The art of hospitality
The book records all the ingredients of the meals eaten by James de Rothschild and his family for a period of just under a year between 1832 and 1833. James Mayer de Rothschild (1792-1868) was the youngest child of Mayer Amschel Rothschild of Frankfurt. James founded the French bank, de Rothschild Frères in 1812. James married his niece, Betty, the daughter of his brother Salomon, on 11 July 1824, and they had five children.
The couple entertained on a grand scale, first in Paris and then in the Château de Boulogne and at Ferrières. The scale of entertaining is reflected in the lists of expensive ingredients, and descriptions of lavish meals in the Account Book. Truffles, lobsters, and champagne jelly, are listed as being on the menu of the dinner of 17 November 1832. Browsing through the book, one cannot help but guess which statesmen, diplomats and financiers, were entertained on the 11 and 12 November 1832, for there are many foreign dishes on the menu - ‘Potage aux Vermicelles à l’Allemande, Venaison Anglaise, Saumon à l’Allemande, Filet de Boeuf à la Napolitaine, Poitrine de Veau à l’Allemande, Gâteau Napolitain …’ On 22 April 1833, two soups were served, followed by eight starters, six main dishes with three different accompaniments, and eight desserts, including jellied pineapple and champagne chocolate truffle. In contrast, one regular entry in the Account Book, ‘poulet pour le dîner des enfants’ indicates that chicken was served to the children on most nights.

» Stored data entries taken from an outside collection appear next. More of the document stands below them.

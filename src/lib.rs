//! awscost - Report AWS costs per service from Cost Explorer
//!
//! The library side of the `awscost` binary:
//! - `cli` parses arguments and date ranges
//! - `pipeline` picks the cost source and runs fetches behind a spinner
//! - `dashboard` serves the HTML dashboard, CSV download and JSON API
//!
//! Fetching, flattening and aggregation live in `awscost-core` and
//! `awscost-provider-aws`; rendering lives in `awscost-terminal`.
//!
//! # Examples
//!
//! ```no_run
//! use awscost::pipeline::load_report;
//! use awscost_core::filters::RecordFilter;
//! use awscost_core::types::DateRange;
//! use awscost_provider_aws::JsonFileSource;
//! use chrono::NaiveDate;
//!
//! #[tokio::main]
//! async fn main() -> awscost::Result<()> {
//!     let source = JsonFileSource::new("costs.json");
//!     let range = DateRange::last_days(NaiveDate::from_ymd_opt(2024, 1, 8).unwrap(), 7);
//!     let outcome = load_report(&source, range, &RecordFilter::new(), false).await?;
//!     println!("empty: {}", outcome.is_empty());
//!     Ok(())
//! }
//! ```

pub mod cli;
pub mod dashboard;
pub mod pipeline;

// Re-export commonly used types
pub use awscost_core::{AwsCostError, CostRecord, DailyDate, DateRange, Result, ServiceName};

/// Library version
pub const VERSION: &str = env!("CARGO_PKG_VERSION");
//! CSV export of cost records
//!
//! Columns match the detail table: `Date`, `Service`, `Cost ($)`. The
//! header is written even when there are no records.

use awscost_core::error::{AwsCostError, Result};
use awscost_core::types::CostRecord;
use std::fs::File;
use std::io::Write;
use std::path::Path;
use tracing::info;

/// File name offered by the dashboard download
pub const CSV_FILE_NAME: &str = "aws_cost_data.csv";
/// MIME type of the download
pub const CSV_MIME_TYPE: &str = "text/csv";

const HEADER: [&str; 3] = ["Date", "Service", "Cost ($)"];

fn export_error(e: impl std::fmt::Display) -> AwsCostError {
    AwsCostError::Export(e.to_string())
}

/// Write records as CSV to any writer
pub fn write_records_csv<W: Write>(writer: W, records: &[CostRecord]) -> Result<W> {
    let mut csv_writer = csv::Writer::from_writer(writer);
    csv_writer.write_record(HEADER).map_err(export_error)?;

    for record in records {
        csv_writer
            .write_record([
                record.date.to_string(),
                record.service.to_string(),
                record.cost.to_string(),
            ])
            .map_err(export_error)?;
    }

    csv_writer.into_inner().map_err(export_error)
}

/// Render records as a CSV string
pub fn records_to_csv_string(records: &[CostRecord]) -> Result<String> {
    let bytes = write_records_csv(Vec::new(), records)?;
    String::from_utf8(bytes).map_err(export_error)
}

/// Write records to a CSV file, replacing it if present
pub fn export_records_csv(path: &Path, records: &[CostRecord]) -> Result<()> {
    let file = File::create(path)?;
    let mut file = write_records_csv(file, records)?;
    file.flush()?;
    info!("Exported {} records to {}", records.len(), path.display());
    Ok(())
}
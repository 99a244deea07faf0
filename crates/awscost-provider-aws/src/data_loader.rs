//! Live Cost Explorer source
//!
//! Issues exactly one `GetCostAndUsage` request per fetch: daily
//! granularity, unblended cost, grouped by the `SERVICE` dimension.
//! Credentials and region come from the standard AWS chain; `--region` and
//! `--profile` override it. There is no retry and no pagination.

use crate::conversion::from_sdk_output;
use async_trait::async_trait;
use aws_config::BehaviorVersion;
use aws_config::meta::region::RegionProviderChain;
use aws_sdk_costexplorer::Client;
use aws_sdk_costexplorer::error::DisplayErrorContext;
use aws_sdk_costexplorer::types::{
    DateInterval, Granularity, GroupDefinition, GroupDefinitionType,
};
use awscost_core::error::{AwsCostError, Result};
use awscost_core::provider::CostSource;
use awscost_core::response::{CostAndUsage, SERVICE_DIMENSION, UNBLENDED_COST};
use awscost_core::types::DateRange;
use tracing::{debug, info};

/// Cost Explorer is served from us-east-1 regardless of where resources run
const DEFAULT_REGION: &str = "us-east-1";

/// Overrides for the AWS configuration chain
#[derive(Debug, Clone, Default)]
pub struct SourceOptions {
    pub region: Option<String>,
    pub profile: Option<String>,
}

/// `CostSource` backed by the Cost Explorer API
pub struct CostExplorerSource {
    client: Client,
    region: String,
}

impl CostExplorerSource {
    /// Create a client from the default AWS configuration chain
    pub async fn new(options: SourceOptions) -> Self {
        let region_provider = RegionProviderChain::first_try(
            options.region.map(aws_config::Region::new),
        )
        .or_default_provider()
        .or_else(DEFAULT_REGION);

        let mut loader = aws_config::defaults(BehaviorVersion::latest()).region(region_provider);
        if let Some(profile) = options.profile.as_deref() {
            debug!("Using AWS profile {}", profile);
            loader = loader.profile_name(profile);
        }
        let config = loader.load().await;

        let region = config
            .region()
            .map(|r| r.to_string())
            .unwrap_or_else(|| DEFAULT_REGION.to_string());

        Self {
            client: Client::new(&config),
            region,
        }
    }

    fn date_interval(range: &DateRange) -> Result<DateInterval> {
        DateInterval::builder()
            .start(range.start_str())
            .end(range.end_str())
            .build()
            .map_err(|e| AwsCostError::Config(format!("Failed to build date interval: {e}")))
    }
}

#[async_trait]
impl CostSource for CostExplorerSource {
    async fn fetch(&self, range: &DateRange) -> Result<CostAndUsage> {
        info!(
            "Requesting daily {} grouped by {} for {}",
            UNBLENDED_COST, SERVICE_DIMENSION, range
        );

        let output = self
            .client
            .get_cost_and_usage()
            .time_period(Self::date_interval(range)?)
            .granularity(Granularity::Daily)
            .metrics(UNBLENDED_COST)
            .group_by(
                GroupDefinition::builder()
                    .r#type(GroupDefinitionType::Dimension)
                    .key(SERVICE_DIMENSION)
                    .build(),
            )
            .send()
            .await
            .map_err(|e| AwsCostError::Api(DisplayErrorContext(&e).to_string()))?;

        let response = from_sdk_output(&output)?;
        debug!(
            "Cost Explorer returned {} days and {} groups",
            response.results_by_time.len(),
            response.group_count()
        );
        Ok(response)
    }

    fn describe(&self) -> String {
        format!("AWS Cost Explorer ({})", self.region)
    }
}
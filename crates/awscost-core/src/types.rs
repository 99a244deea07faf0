//! Core domain types for awscost
//!
//! This module contains the fundamental types used throughout the awscost
//! crates: service names, calendar days, query date ranges, and the flat
//! cost record produced from a Cost Explorer response.

use crate::error::{AwsCostError, Result};
use chrono::{Duration, NaiveDate};
use rust_decimal::Decimal;
use serde::{Deserialize, Serialize};
use std::fmt;

/// Strongly-typed AWS service name
///
/// Wraps the `SERVICE` dimension key returned by Cost Explorer, such as
/// `Amazon Elastic Compute Cloud - Compute`.
///
/// # Examples
/// ```
/// use awscost_core::types::ServiceName;
///
/// let service = ServiceName::new("Amazon Simple Storage Service");
/// assert_eq!(service.as_str(), "Amazon Simple Storage Service");
/// ```
#[derive(Debug, Clone, PartialEq, Eq, Hash, PartialOrd, Ord, Serialize, Deserialize)]
#[serde(transparent)]
pub struct ServiceName(String);

impl ServiceName {
    /// Create a new ServiceName from any string-like type
    pub fn new(name: impl Into<String>) -> Self {
        Self(name.into())
    }

    /// Get the inner string value
    pub fn as_str(&self) -> &str {
        &self.0
    }
}

impl fmt::Display for ServiceName {
    fn fmt(&self, f: &mut fmt::Formatter<'_>) -> fmt::Result {
        write!(f, "{}", self.0)
    }
}

impl AsRef<str> for ServiceName {
    fn as_ref(&self) -> &str {
        &self.0
    }
}

/// Calendar day a cost belongs to
///
/// # Examples
/// ```
/// use awscost_core::types::DailyDate;
/// use chrono::NaiveDate;
///
/// let day = DailyDate::new(NaiveDate::from_ymd_opt(2024, 1, 15).unwrap());
/// assert_eq!(day.format("%Y-%m-%d"), "2024-01-15");
/// assert_eq!(day.month_key(), "2024-01");
/// ```
#[derive(Debug, Clone, Copy, PartialEq, Eq, Hash, PartialOrd, Ord, Serialize, Deserialize)]
#[serde(transparent)]
pub struct DailyDate(NaiveDate);

impl DailyDate {
    /// Create a new DailyDate
    pub fn new(date: NaiveDate) -> Self {
        Self(date)
    }

    /// Parse an ISO 8601 `YYYY-MM-DD` date
    pub fn parse(s: &str) -> Result<Self> {
        NaiveDate::parse_from_str(s, "%Y-%m-%d")
            .map(Self)
            .map_err(|_| AwsCostError::InvalidDate(format!("'{s}', expected YYYY-MM-DD")))
    }

    /// Get the inner NaiveDate
    pub fn inner(&self) -> &NaiveDate {
        &self.0
    }

    /// Format with a chrono format string
    pub fn format(&self, fmt: &str) -> String {
        self.0.format(fmt).to_string()
    }

    /// Calendar month the day falls in, as `YYYY-MM`
    pub fn month_key(&self) -> String {
        self.format("%Y-%m")
    }
}

impl fmt::Display for DailyDate {
    fn fmt(&self, f: &mut fmt::Formatter<'_>) -> fmt::Result {
        write!(f, "{}", self.0.format("%Y-%m-%d"))
    }
}

/// Date range of a Cost Explorer query
///
/// The end date is handed to the API unchanged; Cost Explorer treats it as
/// exclusive.
#[derive(Debug, Clone, Copy, PartialEq, Eq, Serialize, Deserialize)]
pub struct DateRange {
    start: NaiveDate,
    end: NaiveDate,
}

impl DateRange {
    /// Create a range, rejecting an end that precedes the start
    pub fn new(start: NaiveDate, end: NaiveDate) -> Result<Self> {
        if end < start {
            return Err(AwsCostError::InvalidRange { start, end });
        }
        Ok(Self { start, end })
    }

    /// The `days` days leading up to `today`
    ///
    /// # Examples
    /// ```
    /// use awscost_core::types::DateRange;
    /// use chrono::NaiveDate;
    ///
    /// let today = NaiveDate::from_ymd_opt(2024, 3, 8).unwrap();
    /// let range = DateRange::last_days(today, 7);
    /// assert_eq!(range.start_str(), "2024-03-01");
    /// assert_eq!(range.end_str(), "2024-03-08");
    /// ```
    pub fn last_days(today: NaiveDate, days: u32) -> Self {
        Self {
            start: today - Duration::days(i64::from(days)),
            end: today,
        }
    }

    pub fn start(&self) -> NaiveDate {
        self.start
    }

    pub fn end(&self) -> NaiveDate {
        self.end
    }

    /// Start as `YYYY-MM-DD`
    pub fn start_str(&self) -> String {
        self.start.format("%Y-%m-%d").to_string()
    }

    /// End as `YYYY-MM-DD`
    pub fn end_str(&self) -> String {
        self.end.format("%Y-%m-%d").to_string()
    }
}

impl fmt::Display for DateRange {
    fn fmt(&self, f: &mut fmt::Formatter<'_>) -> fmt::Result {
        write!(f, "{} to {}", self.start_str(), self.end_str())
    }
}

/// One day's unblended cost for one service
#[derive(Debug, Clone, PartialEq, Eq, Serialize, Deserialize)]
pub struct CostRecord {
    pub date: DailyDate,
    pub service: ServiceName,
    pub cost: Decimal,
}

impl CostRecord {
    pub fn new(date: DailyDate, service: ServiceName, cost: Decimal) -> Self {
        Self {
            date,
            service,
            cost,
        }
    }
}
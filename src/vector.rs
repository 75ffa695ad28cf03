use std::{array, fmt};

use crate::{
    traits::{Number, Promote, Sqrt},
    Abs, Bounded, ConstOne, ConstZero, Mat2, MinMax, Pow, Trig,
};

mod ops;
pub(crate) mod view;

/// A 1-dimensional vector.
pub type Vec1<T> = Vector<T, 1>;
/// A 1-dimensional vector with [`f32`] elements.
pub type Vec1f = Vec1<f32>;
/// A 2-dimensional vector.
pub type Vec2<T> = Vector<T, 2>;
/// A 2-dimensional vector with [`f32`] elements.
pub type Vec2f = Vec2<f32>;
/// A 3-dimensional vector.
pub type Vec3<T> = Vector<T, 3>;
/// A 3-dimensional vector with [`f32`] elements.
pub type Vec3f = Vec3<f32>;
/// A 4-dimensional vector.
pub type Vec4<T> = Vector<T, 4>;
/// A 4-dimensional vector with [`f32`] elements.
pub type Vec4f = Vec4<f32>;

/// An `N`-element vector storing elements of type `T`.
///
/// # Construction
///
/// There is a variety of ways to create a [`Vector`]:
///
/// - The freestanding [`vec2`], [`vec3`] and [`vec4`] functions directly
///   create vectors from provided values.
/// - [`Vector::splat`] creates a vector by copying the given value into each
///   element.
/// - [`Vector::from_fn`] creates a vector by invoking a closure with the
///   index of each element.
/// - [`Vector::from_slice`] copies up to `N` leading elements from a slice
///   and zero-fills the rest.
/// - Vectors can be created from arrays using their [`From`] implementation,
///   and from the [`Zero`][crate::Zero] and [`Unit`][crate::Unit] tags.
/// - The [`Default`] implementation of [`Vector`] initializes each element
///   with its default value.
/// - [`Vector::ZERO`] is a vector containing all-zeroes.
/// - For vectors with up to 4 dimensions, `Vector::X`, `Vector::Y`,
///   `Vector::Z` and `Vector::W` can be used to obtain unit vectors pointing
///   in the given direction.
///
/// # Element Access
///
/// Vector elements can be accessed and inspected in a few different ways:
///
/// - For vectors with up to 4 dimensions, elements can be accessed as fields
///   `x`, `y`, `z`, or `w`.
///   - Aliases `r`, `g`, `b`, and `a` are also provided, as well as aliases
///     `w` and `h` for 2-dimensional vectors.
/// - The [`Index`] and [`IndexMut`] impls can be used just like on arrays,
///   with the same out-of-bounds panic behavior.
/// - The [`AsRef`] and [`AsMut`] impls can be used to access the underlying
///   elements as a slice or array.
/// - A [`From`] impl allows conversion from a [`Vector`] to an array of the
///   same length.
/// - [`Vector::as_array`], [`Vector::as_slice`], and [`Vector::into_array`]
///   allow the same operations without requiring type annotations.
/// - [`bytemuck::Zeroable`] and [`bytemuck::Pod`] are implemented to allow
///   safe transmutation when the element type `T` also allows this. The
///   elements are stored contiguously without padding, so a `Vec3f` or
///   `Vec4f` can be handed to a GPU as a raw vertex attribute.
///
/// [`Index`]: std::ops::Index
/// [`IndexMut`]: std::ops::IndexMut
#[derive(Clone, Copy, Hash)]
#[repr(transparent)]
pub struct Vector<T, const N: usize>([T; N]);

When it was first discovered, the book was thought to have belonged to the great Antoine Carême (1794-1833), James’ chef, one of the greatest French chefs of all time. Carême, however, had left Rothschild employment by the time this book was compiled. The identity of the creator of one of the most well-known aspects of Rothschild style, the art of hospitality, is unknown.
The great 'Mrs P'
The English Rothschilds also entertained on a lavish scale in their London homes and great country estates. In 1922, Ena Mary Huxley (1907-1989), later Mrs Prentice, (affectionately referred to as ‘Mrs P’), started work as a scullery-maid at Palace Green, the London home of Charles (1877-1923) and Roszika Rothschild (1870-1940). In 1953 she went to work for Victor, the late 3rd Lord Rothschild (1910-1990) at Merton Hall, Cambridge, where she married his chauffeur, Wally. Mrs P was a cook without the ostentation of the traditional chef, and yet she excelled in the art of cookery. She wrote down her recipes - many of them given to her by chefs of her era - in her own neat handwriting, in two exercise books. For the month of December, we give you Mrs Prentice’s recipe for seasonal ‘Turkey stuffing in patties’.
Turkey stuffing in patties
Mrs Prentice called these 'patties', but the classical name for them is 'forcemeat balls' as used in the garnish for roast turkey. Whereas forcemeat for stuffing the inside of the turkey usually contains sausagemeat, the stuffing for the forcemeat balls surrounding the turkey does not usually contain meat.
1 small onion, finely diced
1 rasher of bacon, finely diced
4 tablespoons of breadcrumbs
1 tablespoon chopped suet
2 teaspoons chopped parsley
1 tablespoon thyme or marjoram
breadcrumbs and fat for frying
Saute the finely diced onion and bacon until the onion is soft. Add the rest of the ingredients and bind together with the beaten egg. Shape into balls. Dip the balls in egg and breadcrumbs and fry in shallow fat until golden brown.